I say my goodbyes as quickly as I can, racing to hang up before the tears come.

The following weeks crawl by. Everyone else seems excited, a spring in their step at the prospect of a long winter break ahead, the fun they’ll have and the presents they’ll receive. I dread the empty campus, the loneliness, the feeling of abandonment that will surely crawl inside me and take hold, even when I tell myself it’s silly, that no one owes me a Christmas experience.

At last, the last day of classes arrives, and someone asks me the dreaded question.

“Where are you going for Christmas?”

I look up after a long beat of silence to find Manson and Ronique staring at me, waiting. I had assumed he was talking to her, since they’ve been chatting about his upcoming holiday in Switzerland while I sit in Annabel Lee’s chair, wondering why I’m here. She invited me over, but she went out into the hall at least fifteen minutes ago, leaving me alone with her friends. She must’ve gotten caught up with other girls in the dorm. I have to remind myself that most people have friends, and more than two or three. She probably knows lots of people on her floor, and they obviously like her enough not to report her for her collection of strange pets.

An opossum is currently sniffing around on the floor at my feet.

“Um, nothing,” I say, avoiding their gazes. “I don’t—I’m just staying on campus.”

“Really?” Manson asks, his eyes widening. “Are the dorms even open?”

“I mean, the nuns and priests live on campus,” I say, thinking about Father Salvatore out there, knowing I’m alone here, waiting. A rush of trepidation and want rolls over my skin like fever. “They said I could stay. I just have to get my own food when the dining hall is closed.”

“Aren’t you related to Saint Soules?” Ronique asks.

“Yum-my,” Manson says, exaggerating each syllable. “I’d go home for that dish.”

“Amen to that,” Ronique says, crossing herself. “The things I would let that man to do me.”

“He’s my brother,” I blurt out.

“Oh right,” Manson says. “Sorry.”

“I’ll trade you,” Ronique says. “You can have my family for Christmas, and Saint can take me home. I’ll crawl into his bed every night after his parents are asleep and let him absolutely ruin my life.”

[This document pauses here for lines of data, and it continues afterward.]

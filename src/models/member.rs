use chrono::{DateTime, NaiveDate, Utc};
use serde::{Deserialize, Serialize};
use sqlx::{FromRow, Type};

#[derive(Debug, Clone, Copy, PartialEq, Eq, Serialize, Deserialize, Type)]
#[sqlx(type_name = "member_status", rename_all = "lowercase")]
#[serde(rename_all = "lowercase")]
pub enum MemberStatus {
    Pending,
    Active,
    Inactive,
    Withdrawn,
}

#[derive(Debug, Clone, Copy, PartialEq, Eq, Serialize, Deserialize, Type)]
#[sqlx(type_name = "member_role", rename_all = "lowercase")]
#[serde(rename_all = "lowercase")]
pub enum MemberRole {
    Admin,
    Member,
}

#[derive(Debug, Clone, Copy, PartialEq, Eq, Serialize, Deserialize, Type)]
#[sqlx(type_name = "calendar_type", rename_all = "lowercase")]
#[serde(rename_all = "lowercase")]
pub enum CalendarType {
    Solar,
    Lunar,
}

#[derive(Debug, Clone, FromRow, Serialize)]
pub struct Member {
    pub id: i32,
    pub email: String,
    #[serde(skip_serializing)]
    pub password: String,
    #[serde(skip_serializing)]
    pub salt: String,
    pub name: String,
    pub nickname: Option<String>,
    pub phone: String,
    pub birth_date: Option<NaiveDate>,
    pub calendar_type: Option<CalendarType>,
    pub gender: Option<String>,
    pub position: Option<String>,
    pub status: MemberStatus,
    pub role: MemberRole,
    pub has_joined_kakao: bool,
    pub has_completed_onboarding: bool,
    pub version: i32,
    pub joined_at: DateTime<Utc>,
    pub updated_at: DateTime<Utc>,
}

#[derive(Debug, Clone)]
pub struct MemberInsert {
    pub email: String,
    pub password: String,
    pub salt: String,
    pub name: String,
    pub nickname: Option<String>,
    pub phone: String,
    pub birth_date: Option<NaiveDate>,
    pub calendar_type: Option<CalendarType>,
    pub gender: Option<String>,
    pub position: Option<String>,
    pub status: MemberStatus,
    pub role: MemberRole,
}

#[derive(Debug, Clone, Default, Deserialize)]
pub struct MemberPatch {
    pub name: Option<String>,
    pub nickname: Option<String>,
    pub phone: Option<String>,
    pub birth_date: Option<NaiveDate>,
    pub calendar_type: Option<CalendarType>,
    pub gender: Option<String>,
    pub position: Option<String>,
}

#[derive(Debug, Clone, Default, Deserialize)]
pub struct MemberQuery {
    pub status: Option<MemberStatus>,
    pub role: Option<MemberRole>,
}
use chrono::{DateTime, Utc};
use serde::Serialize;
use sqlx::FromRow;

use crate::models::member::MemberStatus;

/// Audit trail, appended on every member status mutation.
#[derive(Debug, Clone, FromRow, Serialize)]
pub struct StatusChange {
    pub id: i32,
    pub member_id: i32,
    pub from_status: MemberStatus,
    pub to_status: MemberStatus,
    pub changed_by: String,
    pub note: Option<String>,
    pub changed_at: DateTime<Utc>,
}

#[derive(Debug, Clone)]
pub struct StatusChangeInsert {
    pub member_id: i32,
    pub from_status: MemberStatus,
    pub to_status: MemberStatus,
    pub changed_by: String,
    pub note: Option<String>,
}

“It would be worth it,” Manson says, then sneaks a look at me. “Sorry again.”

“What is she doing out there?” I say, glancing at the door.

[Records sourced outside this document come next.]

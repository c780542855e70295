use actix_web::web::{Data, Json, Path, Query};
use serde::Deserialize;

use crate::context::UserInfo;
use crate::core::application::{self, ApplicationEdit, ApplicationSubmit, ReferrerDecision};
use crate::core::member::require_admin;
use crate::core::state_change::Decision;
use crate::database::sqlx::PgStoreManager;
use crate::error::Error;
use crate::models::application::{Application, ApplicationQuery, ApplicationStage};
use crate::models::member::Member;
use crate::request::Pagination;
use crate::response::List;

pub async fn submit(Json(body): Json<ApplicationSubmit>, db: Data<PgStoreManager>) -> Result<Json<Member>, Error> {
    let tx = db.begin().await?;
    let member = application::submit(tx, body).await?;
    log::info!("application submitted by member {}", member.id);
    Ok(Json(member))
}

#[derive(Debug, Deserialize)]
pub struct StageFilter {
    pub stage: Option<ApplicationStage>,
}

pub async fn list(
    me: UserInfo,
    Query(filter): Query<StageFilter>,
    Query(Pagination { page, size }): Query<Pagination>,
    db: Data<PgStoreManager>,
) -> Result<Json<List<Application>>, Error> {
    let mut conn = db.acquire().await?;
    require_admin(&mut conn, me.id).await?;
    let param = ApplicationQuery {
        stage: filter.stage,
        referrer_name: None,
    };
    let (list, total) = application::list(&mut conn, param, page, size).await?;
    Ok(Json(List::new(list, total)))
}

/// Applications waiting on the caller as referrer.
pub async fn referrals(me: UserInfo, db: Data<PgStoreManager>) -> Result<Json<List<Application>>, Error> {
    let mut conn = db.acquire().await?;
    let caller = crate::core::member::member_detail(&mut conn, me.id).await?;
    let param = ApplicationQuery {
        stage: Some(ApplicationStage::ReferrerPending),
        referrer_name: Some(caller.name),
    };
    let (list, total) = application::list(&mut conn, param, 1, i64::MAX).await?;
    Ok(Json(List::new(list, total)))
}

pub async fn referrer_decide(
    me: UserInfo,
    member_id: Path<(i32,)>,
    Json(decision): Json<ReferrerDecision>,
    db: Data<PgStoreManager>,
) -> Result<Json<()>, Error> {
    let member_id = member_id.into_inner().0;
    let tx = db.begin().await?;
    application::referrer_decide(tx, member_id, me.id, decision).await?;
    Ok(Json(()))
}

pub async fn admin_decide(
    me: UserInfo,
    member_id: Path<(i32,)>,
    Json(decision): Json<Decision>,
    db: Data<PgStoreManager>,
) -> Result<Json<()>, Error> {
    let member_id = member_id.into_inner().0;
    let tx = db.begin().await?;
    application::admin_decide(tx, member_id, me.id, decision).await?;
    Ok(Json(()))
}

pub async fn resubmit(me: UserInfo, Json(edits): Json<ApplicationEdit>, db: Data<PgStoreManager>) -> Result<Json<()>, Error> {
    let tx = db.begin().await?;
    application::resubmit(tx, me.id, me.id, edits).await?;
    Ok(Json(()))
}

pub async fn withdraw(me: UserInfo, db: Data<PgStoreManager>) -> Result<Json<()>, Error> {
    let tx = db.begin().await?;
    application::withdraw(tx, me.id, me.id).await?;
    log::info!("application withdrawn by member {}", me.id);
    Ok(Json(()))
}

“She’s just saging the hallway,” Manson says. “She’ll be back in a minute.”

“She’s what?”

“Saging?” Ronique asks, looking at me like I’m a dumb, clueless kid, which I guess I am. I’m certainly not climbing into beds at night, and if Saint is ruining my life, it’s not entirely by choice.

Okay, maybe that’s exactly what it is, but not in the uncouth way she says it.

The door swings open, and the opossum keels over.

“Oh my god,” I gasp, jumping back.

“Jack Skellington, you little monster,” Annabel Lee says, breezing in surrounded by a cloud of woodsy, acrid smoke. She scoops up her pet, who lays in her arms on his back with his legs straight up in the air. “Don’t worry, he’s just being dramatic. He likes to scare my visitors by playing dead.”

“Oh,” I say, feeling silly all over again.

She deposits a charred bundle of pale green sticks onto her altar.

“He’s still a wittie bittie joey, so you have to forgive his pranks,” she coos, scratching his belly. “He was bald as a baby and half-starved when I found him. His mama possum probably got hit by a car or hunted by another animal. But now he’s all clean and parasite free and fattened up like a pig. Aren’t you, Skelly-welly?”

“Can you not?” Ronique asks. “That voice nauseates me.”